Iacobelli fa alcune insinuazioni sull’ex presidente del sindacato Dennis Williams chiedendosi provocatoriamente se anche lui non abbia ricevuto denaro da FCA

Alphons Iacobelli Fiat Chrysler

Un ex dirigente di Fiat Chrysler condannato per aver corrotto funzionari della United Auto Workers sta minacciando di denunciare nuovi crimini e si chiede se il presidente del sindacato, adesso in pensione, Dennis Williams abbia ricevuto pagamenti illegali. L’ex vicepresidente di FCA, Alphons Iacobelli, ha lanciato la provocazione in una recente deposizione legale in cui si chiedeva se i funzionari che controllavano il UAW-Chrysler National Training Center avessero elargito denaro e benefici ai capi del sindacato.

Iacobelli in maniera provocatoria si chiede se i fondi per la formazione dei lavoratori siano serviti per le sontuose feste della UAW, tra le altre cose. Iacobelli, 59 anni, sta combattendo una causa civile intentata dal Centro di addestramento nazionale UAW-Chrysler, noto come NTC, una battaglia legale che si sta intensificando mesi dopo essere stato condannato per corruzione.

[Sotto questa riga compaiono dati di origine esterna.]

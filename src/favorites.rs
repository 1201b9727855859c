//! Favorite movies, persisted across sessions
//!
//! Favorites are kept as one JSON object mapping movie id to the movie's
//! listing data, stored under a single key of a durable key-value storage.

use std::collections::BTreeMap;

use tracing::debug;

use crate::cache::{KvStorage, StorageError};
use crate::data::Movie;

/// Storage key holding the favorites map
pub const FAVORITES_KEY: &str = "moviex_favorites_v1";

/// The user's favorite movies
pub struct FavoritesStore {
    storage: Box<dyn KvStorage>,
    favorites: BTreeMap<u64, Movie>,
}

impl FavoritesStore {
    /// Loads favorites from `storage`
    ///
    /// Missing or unreadable data starts an empty list rather than failing.
    pub fn load(storage: impl KvStorage + 'static) -> Self {
        let favorites = match storage.get_item(FAVORITES_KEY) {
            Ok(Some(raw)) => serde_json::from_str(&raw).unwrap_or_else(|e| {
                debug!(error = %e, "discarding unreadable favorites");
                BTreeMap::new()
            }),
            Ok(None) => BTreeMap::new(),
            Err(e) => {
                debug!(error = %e, "favorites storage unreadable");
                BTreeMap::new()
            }
        };

        Self {
            storage: Box::new(storage),
            favorites,
        }
    }

    pub fn contains(&self, id: u64) -> bool {
        self.favorites.contains_key(&id)
    }

    pub fn get(&self, id: u64) -> Option<&Movie> {
        self.favorites.get(&id)
    }

    /// Favorites ordered by movie id
    pub fn list(&self) -> impl Iterator<Item = &Movie> {
        self.favorites.values()
    }

    pub fn len(&self) -> usize {
        self.favorites.len()
    }

    pub fn is_empty(&self) -> bool {
        self.favorites.is_empty()
    }

    /// Adds or replaces a favorite
    pub fn add(&mut self, movie: Movie) -> Result<(), StorageError> {
        self.favorites.insert(movie.id, movie);
        self.save()
    }

    /// Removes a favorite, returning it if it was present
    pub fn remove(&mut self, id: u64) -> Result<Option<Movie>, StorageError> {
        let removed = self.favorites.remove(&id);
        if removed.is_some() {
            self.save()?;
        }
        Ok(removed)
    }

    /// Adds the movie if absent, removes it if present
    ///
    /// # Returns
    /// * `Ok(true)` if the movie is now a favorite
    /// * `Ok(false)` if it was removed
    pub fn toggle(&mut self, movie: Movie) -> Result<bool, StorageError> {
        if self.contains(movie.id) {
            self.remove(movie.id)?;
            Ok(false)
        } else {
            self.add(movie)?;
            Ok(true)
        }
    }

    /// Replaces the stored data of existing favorites
    ///
    /// Movies that are not favorites are ignored. Returns how many were updated.
    pub fn refresh(&mut self, movies: impl IntoIterator<Item = Movie>) -> Result<usize, StorageError> {
        let mut updated = 0;
        for movie in movies {
            if let Some(existing) = self.favorites.get_mut(&movie.id) {
                *existing = movie;
                updated += 1;
            }
        }
        if updated > 0 {
            self.save()?;
        }
        Ok(updated)
    }

    /// Removes every favorite
    pub fn clear(&mut self) -> Result<(), StorageError> {
        self.favorites.clear();
        self.save()
    }

    fn save(&self) -> Result<(), StorageError> {
        let json = serde_json::to_string(&self.favorites)
            .map_err(|e| StorageError::Unavailable(e.to_string()))?;
        self.storage.set_item(FAVORITES_KEY, &json)
    }
}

I funzionari del centro di formazione hanno citato in giudizio Iacobelli e stanno cercando di recuperare più di 2,6 milioni che il dirigente è stato accusato di aver rubato e speso per acquistare tra le altre cose anche una Ferrari da oltre 350 mila dollari, due penne stilografiche Montblanc che costano 35.700 ciascuna e una ristrutturazione da 544.000 per la sua villa di Rochester Hills. Vedremo dunque se queste insinuazioni lanciate dall’ex dirigente di Fiat Chrysler faranno aprire nuove indagini.